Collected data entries
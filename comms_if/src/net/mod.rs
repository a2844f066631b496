//! # Network Module
//!
//! This module provides networking abstractions over ZMQ, the networking library chosen for the
//! software.

// ------------------------------------------------------------------------------------------------
// IMPORTS
// ------------------------------------------------------------------------------------------------

use std::{convert::TryInto, sync::{Arc, atomic::{AtomicBool, AtomicUsize}, atomic::Ordering}, thread};
use log::debug;
use zmq::{Socket, Context, SocketType, SocketEvent};

// Export zmq
pub use zmq;

// ------------------------------------------------------------------------------------------------
// MACROS
// ------------------------------------------------------------------------------------------------

macro_rules! set_sockopts {
    ($socket:expr, $(($opt:ident, $val:expr)),+) => {
        $(
            $socket.$opt($val)
                .map_err(|e| MonitoredSocketError::SocketOptionError(stringify!($opt).into(), e))?;
        )+
    };
}

// ------------------------------------------------------------------------------------------------
// CONSTANTS
// ------------------------------------------------------------------------------------------------

/// Receive timeout on the monitor socket itself. Bounds how long the monitor thread can go
/// without polling the shutdown flag, which in turn bounds how long `Drop` can block.
const MONITOR_RECV_TIMEOUT_MS: i32 = 100;

// ------------------------------------------------------------------------------------------------
// STATICS
// ------------------------------------------------------------------------------------------------

/// Number of monitors that are registered. Used to provide unique IDs for each monitor endpoint.
static NUM_MONITORS: AtomicUsize = AtomicUsize::new(0);

// ------------------------------------------------------------------------------------------------
// STRUCTS
// ------------------------------------------------------------------------------------------------

/// A zmq socket which is monitored providing additional information.
///
/// A background thread is run in order to monitor activity on the socket and update visible
/// information to the user. Currently this is only whether or not the socket is actually connected.
///
/// The monitor thread is joined when the socket is dropped.
pub struct MonitoredSocket {
    socket: Socket,

    join_handle: Option<thread::JoinHandle<()>>,

    _monitor_endpoint: String,

    shutdown: Arc<AtomicBool>,

    connected: Arc<AtomicBool>
}

/// Represents options which can be set on a monitored socket.
///
/// Most options here correspond to those found in the
/// [`zmq_setsockopt`](http://api.zeromq.org/2-1:zmq-setsockopt) documentation.
pub struct SocketOptions {

    /// Indicates if the socket should bind itself to the endpoint. Servers should have this value
    /// set as `true`, clients should have it set as `false`.
    ///
    /// The default value is `false`.
    pub bind: bool,

    /// If true the `MonitoredSocket::new()` function will block until the socket is connected, or
    /// until the connect_timeout elapses. If the timeout elapses this function will return a
    /// `MonitoredSocketError::CouldNotConnect` error.
    ///
    /// The default value is `true`.
    pub block_on_first_connect: bool,

    /// `ZMQ_REQ_CORRELATE`: Match replies with requests
    pub req_correlate: bool,

    /// `ZMQ_REQ_RELAXED`: relax strict alternation between request and reply
    pub req_relaxed: bool,

    /// `ZMQ_LINGER`: Set linger period for socket shutdown
    pub linger: i32,

    /// `ZMQ_RECONNECT_IVL`: Set reconnection interval
    pub reconnect_ivl: i32,

    /// `ZMQ_RECONNECT_IVL_MAX`: Set maximum reconnection interval
    pub reconnect_ivl_max: i32,

    /// `ZMQ_CONNECT_TIMEOUT`: Set `connect()` timeout
    pub connect_timeout: i32,

    /// `ZMQ_RCVTIMEO`: Maximum time before a recv operation returns with `EAGAIN`
    pub recv_timeout: i32,

    /// `ZMQ_SNDTIMEO`: Maximum time before a send operation returns with `EAGAIN`
    pub send_timeout: i32,

    /// `ZMQ_HEARTBEAT_IVL`: Set interval between sending ZMTP heartbeats
    pub heartbeat_ivl: i32,

    /// `ZMQ_HEARTBEAT_TIMEOUT`: Set timeout for ZMTP heartbeats
    pub heartbeat_timeout: i32,

    /// `ZMQ_HEARTBEAT_TTL`: Set the TTL (time to live) value for ZMTP heartbeats
    pub heartbeat_ttl: i32
}

// ------------------------------------------------------------------------------------------------
// ENUMS
// ------------------------------------------------------------------------------------------------

#[derive(thiserror::Error, Debug)]
pub enum MonitoredSocketError {
    #[error("Error creating the socket: {0}")]
    CreateSocketError(zmq::Error),

    #[error("Error enabling monitoring for the socket: {0}")]
    MonitoringEnableError(zmq::Error),

    #[error("Could not connect the socket: {0:?}")]
    CouldNotConnect(Option<zmq::Error>),

    #[error("Could not read event from monitor socket: {0}")]
    EventReadError(zmq::Error),

    #[error("Could not set the {0} socket option: {1}")]
    SocketOptionError(String, zmq::Error)
}

// ------------------------------------------------------------------------------------------------
// IMPLS
// ------------------------------------------------------------------------------------------------

impl MonitoredSocket {
    /// Create a new monitored socket.
    ///
    /// ## Socket options
    ///
    /// The `socket_options` argument specifies the options that will be passed to the underlying
    /// zmq socket. For these options the defaults used by zmq are used.
    ///
    /// In addition some other options are available:
    /// - `bind`: If set the socket will bind itself to the endpoint rather than connect.
    ///    Servers should set this value to `true`. The default value is `false`.
    /// - `block_on_first_connect`: If set this function will block until a connection is
    ///    established or the `connect_timeout` expires. Servers should set this value to `false`.
    ///    the default value is `true`.
    ///
    /// ## Arguments
    /// - `ctx`: the zmq context which will be used to create the socket
    /// - `socket_type`: the type of zmq socket to create
    /// - `socket_options`: a [`SocketOptions`] struct specifying how to configure the socket
    /// - `endpoint`: a zmq endpoint string, such as `"tcp://localhost:4000"`
    pub fn new(
        ctx: &Context,
        socket_type: SocketType,
        socket_options: SocketOptions,
        endpoint: &str
    ) -> Result<Self, MonitoredSocketError> {
        // Create atomics
        let shutdown = Arc::new(AtomicBool::new(false));
        let connected = Arc::new(AtomicBool::new(false));

        // Create socket
        let socket = ctx.socket(socket_type)
            .map_err(MonitoredSocketError::CreateSocketError)?;

        // Create monitor endpoint
        let monitor_endpoint = format!(
            "inproc://monitor_{}",
            NUM_MONITORS.fetch_add(1, Ordering::Relaxed)
        );

        // Enable, create, and connect monitor. The receive timeout on the monitor socket is what
        // allows the monitor thread to poll the shutdown flag, so it must be set before the
        // thread starts.
        socket.monitor(&monitor_endpoint, SocketEvent::ALL as i32)
            .map_err(MonitoredSocketError::MonitoringEnableError)?;
        let monitor = ctx.socket(zmq::PAIR)
            .map_err(MonitoredSocketError::CreateSocketError)?;
        monitor.set_rcvtimeo(MONITOR_RECV_TIMEOUT_MS)
            .map_err(|e| MonitoredSocketError::SocketOptionError("set_rcvtimeo".into(), e))?;
        monitor.connect(&monitor_endpoint)
            .map_err(|e| MonitoredSocketError::CouldNotConnect(Some(e)))?;

        // Set the options on the socket
        socket_options.set(&socket)?;

        // Connect or bind the socket to it's endpoint
        match socket_options.bind {
            false => socket.connect(endpoint),
            true => socket.bind(endpoint)
        }.map_err(|e| MonitoredSocketError::CouldNotConnect(Some(e)))?;

        // If the block on first connect flag is set, and this is a client, wait for the monitor to
        // signal connection
        if socket_options.block_on_first_connect {
            loop {
                let event = match read_event(&monitor) {
                    Ok(e) => e,
                    // No event within the monitor timeout, keep waiting
                    Err(zmq::Error::EAGAIN) => continue,
                    Err(e) => return Err(MonitoredSocketError::EventReadError(e))
                };

                match event {
                    SocketEvent::CONNECTED => break,
                    SocketEvent::CONNECT_DELAYED => continue,
                    _ => return Err(MonitoredSocketError::CouldNotConnect(None))
                }
            }

            // Set the connected bool to true here since it must have happend
            connected.store(true, Ordering::Relaxed);
        }

        // Create clones for use by the monitor thread
        let endpoint_clone = endpoint.to_string();
        let shutdown_clone = shutdown.clone();
        let connected_clone = connected.clone();

        // Spawn the monitor thread
        let join_handle = thread::spawn(move || monitor_socket(
            monitor,
            endpoint_clone,
            shutdown_clone,
            connected_clone
        ));

        // Create self
        Ok(Self {
            socket,
            join_handle: Some(join_handle),
            _monitor_endpoint: monitor_endpoint,
            shutdown,
            connected
        })
    }

    /// Return if the socket is connected or not.
    pub fn connected(&self) -> bool {
        self.connected.load(Ordering::Relaxed)
    }
}

impl Drop for MonitoredSocket {
    fn drop(&mut self) {
        self.shutdown.store(true, Ordering::Relaxed);

        // The monitor socket's receive timeout guarantees the thread polls the shutdown flag, so
        // this join cannot hang.
        if let Some(jh) = self.join_handle.take() {
            jh.join().ok();
        }
    }
}

impl std::ops::Deref for MonitoredSocket {
    type Target = Socket;

    fn deref(&self) -> &Self::Target {
        &self.socket
    }
}

impl std::ops::DerefMut for MonitoredSocket {
    fn deref_mut(&mut self) -> &mut Self::Target {
        &mut self.socket
    }
}

impl SocketOptions {
    /// Set these options on the given socket.
    pub fn set(&self, socket: &Socket) -> Result<(), MonitoredSocketError> {

        // Set all the socket options, we use a macro here to make the error handling nice and
        // easy
        set_sockopts!(
            socket,
            (set_connect_timeout, self.connect_timeout),
            (set_heartbeat_ivl, self.heartbeat_ivl),
            (set_heartbeat_timeout, self.heartbeat_timeout),
            (set_heartbeat_ttl, self.heartbeat_ttl),
            (set_linger, self.linger),
            (set_reconnect_ivl, self.reconnect_ivl),
            (set_reconnect_ivl_max, self.reconnect_ivl_max),
            (set_rcvtimeo, self.recv_timeout),
            (set_sndtimeo, self.send_timeout)
        );

        // If the socket is a req type set the req-specific options
        if let Ok(SocketType::REQ) = socket.get_socket_type() {
            set_sockopts!(
                socket,
                (set_req_correlate, self.req_correlate),
                (set_req_relaxed, self.req_relaxed)
            );
        }

        Ok(())
    }
}

impl Default for SocketOptions {
    fn default() -> Self {
        // Defaults for sockopts taken from http://api.zeromq.org/4-2:zmq-setsockopt
        Self {
            bind: false,
            block_on_first_connect: true,
            connect_timeout: 0,
            heartbeat_ivl: 0,
            heartbeat_timeout: 0,
            heartbeat_ttl: 0,
            linger: 30_000,
            reconnect_ivl: 100,
            reconnect_ivl_max: 0,
            recv_timeout: -1,
            req_correlate: false,
            req_relaxed: false,
            send_timeout: 0
        }
    }
}

// ------------------------------------------------------------------------------------------------
// PRIVATE FUNCTIONS
// ------------------------------------------------------------------------------------------------

/// Read an event from a monitor socket.
///
/// Monitor events arrive as a two frame message, the first carrying the event number and value,
/// the second the endpoint address. Frames of a multipart message are delivered atomically, so
/// once the first frame has been received the second cannot block.
fn read_event(socket: &Socket) -> Result<SocketEvent, zmq::Error> {

    let msg = socket.recv_msg(0)?;

    let event = u16::from_ne_bytes(
        msg[..2].try_into().expect("Monitor event frame shorter than two bytes")
    );

    assert!(
        socket.get_rcvmore()?,
        "Monitor socket should have two messages per event"
    );

    // the address, we'll ignore it
    let _ = socket.recv_msg(0)?;

    Ok(SocketEvent::from_raw(event))
}

fn monitor_socket(
    monitor: Socket,
    endpoint: String,
    shutdown: Arc<AtomicBool>,
    connected: Arc<AtomicBool>
) {
    // So long as the shutdown isn't requested
    while !shutdown.load(Ordering::Relaxed) {
        // Read the next event from the monitor, timing out regularly so the shutdown flag above
        // is checked even when the socket is quiet.
        let event = match read_event(&monitor) {
            Ok(e) => e,
            Err(zmq::Error::EAGAIN) => continue,
            // Any other error means the context or socket is being torn down
            Err(_) => break
        };

        // Raise any flags required by the event
        match event {
            SocketEvent::CONNECTED => {
                debug!("Connected to {}", endpoint);
                connected.store(true, Ordering::Relaxed)
            }
            SocketEvent::DISCONNECTED => {
                debug!("Disconnected from {}", endpoint);
                connected.store(false, Ordering::Relaxed)
            }
            SocketEvent::MONITOR_STOPPED => break,
            _ => ()
        }
    }
}

// ------------------------------------------------------------------------------------------------
// TESTS
// ------------------------------------------------------------------------------------------------

#[cfg(test)]
mod test {
    use super::*;

    #[test]
    fn test_connection_tracked() {
        let ctx = Context::new();

        // Monitor events are only emitted for connection oriented transports, so ipc rather
        // than inproc
        let endpoint = format!("ipc:///tmp/net_monitor_{}", std::process::id());

        let server_options = SocketOptions {
            bind: true,
            block_on_first_connect: false,
            ..Default::default()
        };
        let _server = MonitoredSocket::new(&ctx, zmq::REP, server_options, &endpoint).unwrap();

        // The option set the demand client runs with, heartbeats included
        let client_options = SocketOptions {
            connect_timeout: 1000,
            heartbeat_ivl: 500,
            heartbeat_ttl: 1000,
            heartbeat_timeout: 1000,
            linger: 1,
            req_correlate: true,
            req_relaxed: true,
            ..Default::default()
        };
        let client = MonitoredSocket::new(&ctx, zmq::REQ, client_options, &endpoint).unwrap();

        // new() blocks until the monitor has reported the connection up
        assert!(client.connected());
    }
}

_TASK REQUIREMENTS_. Please transcribe only the lines in the records above running from the line that has "pub enum MonitoredSocketError" through the line that has "a connection is", both included, exactly as they appear.

_EXERCISE RESPONSE_.
pub enum MonitoredSocketError {
    #[error("Error creating the socket: {0}")]
    CreateSocketError(zmq::Error),

    #[error("Error enabling monitoring for the socket: {0}")]
    MonitoringEnableError(zmq::Error),

    #[error("Could not connect the socket: {0:?}")]
    CouldNotConnect(Option<zmq::Error>),

    #[error("Could not read event from monitor socket: {0}")]
    EventReadError(zmq::Error),

    #[error("Could not set the {0} socket option: {1}")]
    SocketOptionError(String, zmq::Error)
}

// ------------------------------------------------------------------------------------------------
// IMPLS
// ------------------------------------------------------------------------------------------------

impl MonitoredSocket {
    /// Create a new monitored socket.
    ///
    /// ## Socket options
    ///
    /// The `socket_options` argument specifies the options that will be passed to the underlying
    /// zmq socket. For these options the defaults used by zmq are used.
    ///
    /// In addition some other options are available:
    /// - `bind`: If set the socket will bind itself to the endpoint rather than connect.
    ///    Servers should set this value to `true`. The default value is `false`.
    /// - `block_on_first_connect`: If set this function will block until a connection is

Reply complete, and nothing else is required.